> [Stored data entries]
:::::
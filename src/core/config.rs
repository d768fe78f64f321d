//! Configuration inputs consumed, not owned, by the rendering core.
//!
//! Changing any of these values must never require touching selection or
//! fit logic; they are threaded through as plain data.

use crate::render::Color;

/// Which locale variant the map is presented for. The domestic locale gets
/// the region-aggregate treatment at world-scale zooms.
#[derive(Debug, Clone, Copy, PartialEq, Eq)]
pub enum Locale {
    Domestic,
    International,
}

impl Locale {
    pub fn is_domestic(&self) -> bool {
        matches!(self, Locale::Domestic)
    }
}

#[derive(Debug, Clone, PartialEq)]
pub struct MapConfig {
    /// Raster basemap tile URL template.
    pub tile_url: String,
    /// Attribution string for the raster basemap.
    pub attribution: String,
    /// Vector basemap style document URL.
    pub style_url: String,
    /// Fixed route color, independent of selection state.
    pub main_color: Color,
    /// Line opacity used for multi-track rendering, < 1 so many overlapping
    /// tracks do not visually saturate.
    pub line_opacity: f32,
    /// Global toggle for dashed multi-track lines.
    pub use_dash_line: bool,
    /// Region-fill color for the province overlay.
    pub province_fill_color: Color,
    /// Locale flag deciding the region-aggregate treatment.
    pub locale: Locale,
}

impl Default for MapConfig {
    fn default() -> Self {
        Self {
            tile_url: "https://tile.openstreetmap.org/{z}/{x}/{y}.png".to_string(),
            attribution: "© OpenStreetMap contributors".to_string(),
            style_url: "https://basemaps.cartocdn.com/gl/dark-matter-gl-style/style.json"
                .to_string(),
            main_color: Color::from_hex("#e0ed5e").unwrap_or(Color::rgb(224, 237, 94)),
            line_opacity: 0.4,
            use_dash_line: true,
            province_fill_color: Color::from_hex("#47b8e0").unwrap_or(Color::rgb(71, 184, 224)),
            locale: Locale::International,
        }
    }
}

impl MapConfig {
    pub fn with_locale(mut self, locale: Locale) -> Self {
        self.locale = locale;
        self
    }

    pub fn with_dash_line(mut self, enabled: bool) -> Self {
        self.use_dash_line = enabled;
        self
    }
}

#[cfg(test)]
mod tests {
    use super::*;

    #[test]
    fn test_defaults() {
        let config = MapConfig::default();
        assert!(config.line_opacity < 1.0);
        assert_eq!(config.locale, Locale::International);
        assert!(config.tile_url.contains("{z}/{x}/{y}"));
    }

    #[test]
    fn test_builder_style_overrides() {
        let config = MapConfig::default()
            .with_locale(Locale::Domestic)
            .with_dash_line(false);
        assert!(config.locale.is_domestic());
        assert!(!config.use_dash_line);
    }
}
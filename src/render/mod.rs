//! Backend-agnostic rendering contract.
//!
//! Both backends translate the same scene into a queue of [`DrawCommand`]s
//! presented to a [`DrawSurface`]. An `update` replaces the full command set,
//! so repeated calls with identical inputs produce identical visible state.
//! The camera command is always emitted strictly after the layer commands,
//! so a bounds fit is computed against the newly drawn geometry.

pub mod marker;
pub mod raster;
pub mod vector;

use crate::core::config::MapConfig;
use crate::core::geo::{LatLng, LatLngBounds};
use crate::core::view::ViewState;
use crate::data::geojson::FeatureCollection;
use crate::data::regions::RegionDataset;
use crate::map::camera::CameraFit;
use crate::map::overlay::RegionOverlay;
use crate::map::selector::Selection;
use crate::map::style::RouteStyle;
use crate::render::marker::MarkerIcon;
use crate::Result;
use serde::{Deserialize, Serialize};
use std::cell::RefCell;
use std::rc::Rc;

/// Serializable rgba color.
#[derive(Debug, Clone, Copy, PartialEq, Eq, Serialize, Deserialize)]
pub struct Color {
    pub r: u8,
    pub g: u8,
    pub b: u8,
    pub a: u8,
}

impl Color {
    pub fn new(r: u8, g: u8, b: u8, a: u8) -> Self {
        Self { r, g, b, a }
    }

    pub fn rgb(r: u8, g: u8, b: u8) -> Self {
        Self { r, g, b, a: 255 }
    }

    /// Parses `#rgb`, `#rrggbb` or `#rrggbbaa` hex notation.
    pub fn from_hex(hex: &str) -> Option<Self> {
        let hex = hex.strip_prefix('#')?;
        match hex.len() {
            3 => {
                let component = |i: usize| {
                    u8::from_str_radix(&hex[i..i + 1], 16)
                        .ok()
                        .map(|v| v * 16 + v)
                };
                Some(Self::rgb(component(0)?, component(1)?, component(2)?))
            }
            6 | 8 => {
                let component = |i: usize| u8::from_str_radix(&hex[i..i + 2], 16).ok();
                let a = if hex.len() == 8 { component(6)? } else { 255 };
                Some(Self::new(component(0)?, component(2)?, component(4)?, a))
            }
            _ => None,
        }
    }
}

/// Resolved stroke style for a route pass.
#[derive(Debug, Clone, PartialEq, Serialize, Deserialize)]
pub struct LineRenderStyle {
    pub color: Color,
    pub width: f32,
    pub opacity: f32,
    /// Dash pattern; empty for a solid line.
    pub dash_pattern: Vec<f32>,
    /// Edge blur in pixels (vector engine only; 0 disables).
    pub blur: f32,
    /// Round line joins and caps (vector engine only).
    pub round_caps: bool,
}

/// Resolved style for a region-fill pass.
#[derive(Debug, Clone, PartialEq, Serialize, Deserialize)]
pub struct FillRenderStyle {
    pub color: Color,
    pub opacity: f32,
}

/// Commands a backend issues to its drawing surface.
#[derive(Debug, Clone, PartialEq, Serialize, Deserialize)]
pub enum DrawCommand {
    /// Raster basemap: slippy tiles plus attribution.
    TileLayer {
        url_template: String,
        attribution: String,
    },
    /// Vector basemap: a style document.
    StyleLayer { style_url: String },
    /// One stroked path.
    Polyline {
        points: Vec<LatLng>,
        style: LineRenderStyle,
    },
    /// One filled region ring.
    RegionFill {
        name: Option<String>,
        ring: Vec<LatLng>,
        style: FillRenderStyle,
    },
    /// An anchored icon.
    Marker { position: LatLng, icon: MarkerIcon },
    /// Camera fit against drawn geometry; always the last command of a frame.
    FitBounds { bounds: LatLngBounds, padding: f64 },
    /// Direct camera placement without recomputation.
    SetView { center: LatLng, zoom: f64 },
}

/// Everything an adapter needs for one `update` cycle. Built by the
/// [`crate::map::RunMap`] pipeline; adapters only read it.
pub struct Scene<'a> {
    /// The raw input collection, untouched by selection.
    pub tracks: &'a FeatureCollection,
    /// Selector output: display geometry plus derived flags.
    pub selection: &'a Selection<'a>,
    /// Route style resolved for the display geometry. The vector backend
    /// re-resolves against the raw tracks, which its route pass draws.
    pub style: &'a RouteStyle,
    /// Camera target, absent when no fit applies.
    pub camera: Option<&'a CameraFit>,
    /// Province overlay decision.
    pub overlay: &'a RegionOverlay,
    /// Region-aggregate dataset shared by both backends.
    pub regions: &'a RegionDataset,
    /// The one configuration governing the frame; adapters hold no copy.
    pub config: &'a MapConfig,
}

/// Drawing surface supplied by the embedding application: the one resource
/// with a scoped lifecycle. Attached on mount, detached on unmount, released
/// on every exit path.
pub trait DrawSurface {
    /// Acquire the surface. Failure here is the one error surfaced to the
    /// owning application: the component cannot render at all.
    fn attach(&mut self) -> Result<()>;

    /// Release the surface and any backend resources it holds.
    fn detach(&mut self);

    /// Present a full frame, replacing everything previously drawn.
    fn present(&mut self, commands: &[DrawCommand]) -> Result<()>;
}

/// Backend contract: two interchangeable implementations, raster and vector.
/// Which one to instantiate is an external configuration concern.
pub trait RenderAdapter {
    /// Scoped acquisition of a drawing surface. Re-mounting releases the
    /// previous surface first.
    fn mount(&mut self, surface: Box<dyn DrawSurface>) -> Result<()>;

    /// Releases the surface. Idempotent.
    fn unmount(&mut self);

    fn is_mounted(&self) -> bool;

    /// Replaces all route/marker/overlay layers with the scene's content and
    /// applies the camera target if present. Idempotent for equal scenes.
    fn update(&mut self, scene: &Scene<'_>) -> Result<()>;

    /// Directly sets the camera without recomputation (external pan/zoom).
    fn set_camera(&mut self, view: &ViewState);

    /// Moves the backend's own camera one zoom step in and reports the new
    /// view state upward; the core never owns authoritative view state.
    fn zoom_in(&mut self) -> ViewState;

    /// Moves the backend's own camera one zoom step out; see [`Self::zoom_in`].
    fn zoom_out(&mut self) -> ViewState;

    /// The backend's current camera.
    fn camera(&self) -> ViewState;

    /// The last presented frame, camera command included.
    fn commands(&self) -> &[DrawCommand];
}

/// Shared adapter mechanics: surface lifecycle, camera state, frame assembly.
/// Backends embed this and only implement scene translation.
pub(crate) struct AdapterCore {
    surface: Option<Box<dyn DrawSurface>>,
    camera: ViewState,
    layers: Vec<DrawCommand>,
    camera_command: Option<DrawCommand>,
    presented: Vec<DrawCommand>,
}

impl AdapterCore {
    pub(crate) fn new() -> Self {
        Self {
            surface: None,
            camera: ViewState::default(),
            layers: Vec::new(),
            camera_command: None,
            presented: Vec::new(),
        }
    }

    pub(crate) fn mount(&mut self, mut surface: Box<dyn DrawSurface>) -> Result<()> {
        // Re-mount must not leak the previous surface.
        self.unmount();
        surface.attach()?;
        self.surface = Some(surface);
        Ok(())
    }

    pub(crate) fn unmount(&mut self) {
        if let Some(mut surface) = self.surface.take() {
            surface.detach();
        }
    }

    pub(crate) fn is_mounted(&self) -> bool {
        self.surface.is_some()
    }

    pub(crate) fn camera(&self) -> ViewState {
        self.camera
    }

    /// Installs a new layer set and camera command, then presents the frame.
    /// The camera command goes strictly after the layers.
    pub(crate) fn submit(
        &mut self,
        layers: Vec<DrawCommand>,
        camera_command: Option<DrawCommand>,
    ) -> Result<()> {
        self.layers = layers;
        self.camera_command = camera_command;
        self.flush()
    }

    pub(crate) fn set_camera(&mut self, view: &ViewState) {
        let view = view.sanitized();
        self.camera = view;
        self.camera_command = Some(DrawCommand::SetView {
            center: view.center(),
            zoom: view.zoom,
        });
        if let Err(e) = self.flush() {
            log::warn!("camera update not presented: {}", e);
        }
    }

    pub(crate) fn zoom_by(&mut self, delta: f64) -> ViewState {
        let next = self.camera.with_zoom_delta(delta);
        self.set_camera(&next);
        next
    }

    pub(crate) fn commands(&self) -> &[DrawCommand] {
        &self.presented
    }

    fn flush(&mut self) -> Result<()> {
        let mut frame = self.layers.clone();
        if let Some(camera) = &self.camera_command {
            frame.push(camera.clone());
        }
        match self.surface.as_mut() {
            Some(surface) => surface.present(&frame)?,
            // Not mounted yet: keep the frame so a later mount can present it.
            None => log::debug!("frame assembled without a mounted surface"),
        }
        self.presented = frame;
        Ok(())
    }
}

impl Default for AdapterCore {
    fn default() -> Self {
        Self::new()
    }
}

impl Drop for AdapterCore {
    fn drop(&mut self) {
        self.unmount();
    }
}

/// Implements the surface/camera plumbing of [`RenderAdapter`] for a backend
/// struct with an [`AdapterCore`] field, leaving only `update` to the backend.
macro_rules! impl_adapter_core {
    ($field:ident) => {
        fn mount(
            &mut self,
            surface: Box<dyn $crate::render::DrawSurface>,
        ) -> $crate::Result<()> {
            self.$field.mount(surface)
        }

        fn unmount(&mut self) {
            self.$field.unmount();
        }

        fn is_mounted(&self) -> bool {
            self.$field.is_mounted()
        }

        fn set_camera(&mut self, view: &$crate::core::view::ViewState) {
            self.$field.set_camera(view);
        }

        fn zoom_in(&mut self) -> $crate::core::view::ViewState {
            self.$field.zoom_by($crate::core::constants::ZOOM_DELTA)
        }

        fn zoom_out(&mut self) -> $crate::core::view::ViewState {
            self.$field.zoom_by(-$crate::core::constants::ZOOM_DELTA)
        }

        fn camera(&self) -> $crate::core::view::ViewState {
            self.$field.camera()
        }

        fn commands(&self) -> &[$crate::render::DrawCommand] {
            self.$field.commands()
        }
    };
}

pub(crate) use impl_adapter_core;

/// Frame log shared with a [`MemorySurface`], for inspection by embedders
/// and tests.
#[derive(Debug, Default)]
pub struct SurfaceLog {
    pub attached: bool,
    pub detach_count: u32,
    pub frames: Vec<Vec<DrawCommand>>,
}

impl SurfaceLog {
    pub fn last_frame(&self) -> Option<&Vec<DrawCommand>> {
        self.frames.last()
    }
}

/// An in-memory drawing surface that records presented frames. Doubles as
/// the reference implementation of the surface lifecycle.
pub struct MemorySurface {
    log: Rc<RefCell<SurfaceLog>>,
    fail_attach: bool,
}

impl MemorySurface {
    pub fn new() -> (Self, Rc<RefCell<SurfaceLog>>) {
        let log = Rc::new(RefCell::new(SurfaceLog::default()));
        (
            Self {
                log: Rc::clone(&log),
                fail_attach: false,
            },
            log,
        )
    }

    /// A surface whose attach always fails, for exercising mount errors.
    pub fn failing() -> Self {
        Self {
            log: Rc::new(RefCell::new(SurfaceLog::default())),
            fail_attach: true,
        }
    }
}

impl DrawSurface for MemorySurface {
    fn attach(&mut self) -> Result<()> {
        if self.fail_attach {
            return Err(crate::Error::Mount("surface unavailable".to_string()));
        }
        self.log.borrow_mut().attached = true;
        Ok(())
    }

    fn detach(&mut self) {
        let mut log = self.log.borrow_mut();
        log.attached = false;
        log.detach_count += 1;
    }

    fn present(&mut self, commands: &[DrawCommand]) -> Result<()> {
        let mut log = self.log.borrow_mut();
        if !log.attached {
            return Err(crate::Error::Render("surface not attached".to_string()));
        }
        log.frames.push(commands.to_vec());
        Ok(())
    }
}
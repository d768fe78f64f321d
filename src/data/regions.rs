//! The precomputed region-aggregate dataset shown at world-scale zooms for
//! the domestic locale.
//!
//! The real administrative-boundary geometry is an external collaborator;
//! this module holds the handle type, the name-filter operation, and a
//! coarse built-in placeholder so the crate works standalone.

use crate::data::geojson::{Feature, FeatureCollection, Geometry};
use fxhash::FxHashSet;
use once_cell::sync::Lazy;

/// Named region polygons, opaque to the selection logic.
#[derive(Debug, Clone, PartialEq)]
pub struct RegionDataset {
    collection: FeatureCollection,
}

impl RegionDataset {
    pub fn new(collection: FeatureCollection) -> Self {
        Self { collection }
    }

    /// The full aggregate collection, used by the raster backend when it
    /// replaces the route layer on a big map.
    pub fn collection(&self) -> &FeatureCollection {
        &self.collection
    }

    /// Features whose `name` property is in the given set. Unmatched names
    /// are silently excluded; they are not an error.
    pub fn filter_named(&self, names: &FxHashSet<String>) -> Vec<&Feature> {
        self.collection
            .features
            .iter()
            .filter(|feature| feature.name().is_some_and(|name| names.contains(name)))
            .collect()
    }
}

impl Default for RegionDataset {
    fn default() -> Self {
        BUILTIN.clone()
    }
}

/// Coarse placeholder polygons standing in for the external boundary data.
static BUILTIN: Lazy<RegionDataset> = Lazy::new(|| {
    let region = |name: &str, ring: Vec<[f64; 2]>| {
        Feature::new(Geometry::Polygon {
            coordinates: vec![ring],
        })
        .with_property("name", name)
    };

    RegionDataset::new(FeatureCollection::new(vec![
        region(
            "Beijing",
            vec![
                [115.4, 39.4],
                [117.5, 39.4],
                [117.5, 41.1],
                [115.4, 41.1],
                [115.4, 39.4],
            ],
        ),
        region(
            "Shanghai",
            vec![
                [120.9, 30.7],
                [122.0, 30.7],
                [122.0, 31.9],
                [120.9, 31.9],
                [120.9, 30.7],
            ],
        ),
        region(
            "Guangdong",
            vec![
                [109.7, 20.2],
                [117.3, 20.2],
                [117.3, 25.5],
                [109.7, 25.5],
                [109.7, 20.2],
            ],
        ),
    ]))
});

#[cfg(test)]
mod tests {
    use super::*;

    fn names(items: &[&str]) -> FxHashSet<String> {
        items.iter().map(|s| s.to_string()).collect()
    }

    #[test]
    fn test_builtin_dataset_is_not_a_single_run() {
        let dataset = RegionDataset::default();
        assert!(dataset.collection().features.len() > 1);
        assert!(!dataset.collection().is_single_run());
    }

    #[test]
    fn test_filter_named() {
        let dataset = RegionDataset::default();
        let matched = dataset.filter_named(&names(&["Beijing"]));
        assert_eq!(matched.len(), 1);
        assert_eq!(matched[0].name(), Some("Beijing"));
    }

    #[test]
    fn test_unmatched_names_are_silently_excluded() {
        let dataset = RegionDataset::default();
        let matched = dataset.filter_named(&names(&["Beijing", "Atlantis"]));
        assert_eq!(matched.len(), 1);

        let none = dataset.filter_named(&names(&["Atlantis"]));
        assert!(none.is_empty());
    }
}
:::::
> [TASK DESCRIPTION] Wherever a line in the entries holds "RegionDataset", copy that line.

> [RESPONSE]
use crate::data::regions::RegionDataset;
    pub regions: &'a RegionDataset,
pub struct RegionDataset {
impl RegionDataset {
impl Default for RegionDataset {
static BUILTIN: Lazy<RegionDataset> = Lazy::new(|| {
    RegionDataset::new(FeatureCollection::new(vec![
        let dataset = RegionDataset::default();
        let dataset = RegionDataset::default();
        let dataset = RegionDataset::default();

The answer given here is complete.